Apesar disso, o BC reconhece que, no ambiente econômico atual, "prevalece nível de incerteza crescente e já muito acima do usual". Diante desse cenário, Hamilton avaliou que o risco à convergência da inflação ao centro da meta de 4,50% é "decrescente".

O diretor disse ainda que "sempre existe" possibilidade de estouro da meta de inflação. "Sempre há essa possibilidade (no Relatório de Inflação). É um evento que sempre há e faz parte das nossas probabilidades". Hamilton ressaltou que a projeção do BC para a inflação em 2011 é de 6,4%, bem perto do teto para o ano, de 6,5%. Por isso, disse, a projeção oficial para a inflação neste ano, conforme o cenário de referência, não prevê estouro da meta de inflação para o ano.

O diretor de Política Econômica do BC explicou que a instituição avalia "todos os cenários" para a inflação antes de tomar decisões quanto à política monetária. "Não existe uma regra que fixe um cenário sobre o outro. Todos os cenários são importantes. Por isso, todos são levados à discussão", disse.

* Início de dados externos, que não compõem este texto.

//! Model Context Protocol (MCP) server implementation.
//!
//! This module exposes registered tools to MCP clients over JSON-RPC 2.0,
//! either on a duplex stream (stdio) or over stateless HTTP.
//!
//! # Architecture
//!
//! ```text
//! ┌──────────────────────────────────────────────────────────────┐
//! │                        McpServer                             │
//! │                (lifecycle + tool registry)                   │
//! │                                                              │
//! │   ┌─────────────┐    ┌─────────────┐    ┌─────────────┐      │
//! │   │  Transport  │───▶│   Engine    │───▶│   Tools     │      │
//! │   │(stream/http)│    │ (sessions)  │    │ (handlers)  │      │
//! │   └─────────────┘    └─────────────┘    └─────────────┘      │
//! │          │                                                   │
//! │          ▼                                                   │
//! │   ┌─────────────┐         ┌──────────────────────────┐       │
//! │   │  Isolation  │────────▶│       EventChannel       │       │
//! │   │(per request)│         │  (lifecycle + requests)  │       │
//! │   └─────────────┘         └──────────────────────────┘       │
//! └──────────────────────────────────────────────────────────────┘
//! ```
//!
//! # Protocol Version
//!
//! This implementation targets MCP protocol version 2025-03-26 and also
//! accepts 2024-11-05.

pub mod engine;
pub mod events;
pub mod isolation;
pub mod protocol;
pub mod server;
pub mod tools;
pub mod transport;

pub use engine::{ProtocolEngine, Session, SessionMode};
pub use events::{EventChannel, EventKind, ServerEvent};
pub use protocol::{JsonRpcError, JsonRpcRequest, JsonRpcResponse, MCP_PROTOCOL_VERSION};
pub use server::{McpServer, RunState, ServerStatus};
pub use tools::{ToolCallResult, ToolDefinition, ToolInfo};
pub use transport::{ConnectionInfo, HttpTransport, StreamTransport, Transport};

Hamilton acrescentou que o cenário alternativo gerado por um novo modelo matemático - chamado de Samba - também tem sido usado e avaliado, e que o BC segue analisando os demais cenários, de mercado e de referência. "Além do cenário de mercado e de referência, analisamos diversos outros cenários que são ou não publicados". Sobre qual cenário que terá mais peso a partir de agora, o diretor disse que "o que vai ter peso para nós é a avaliação que considera as projeções geradas por esse modelo e outros".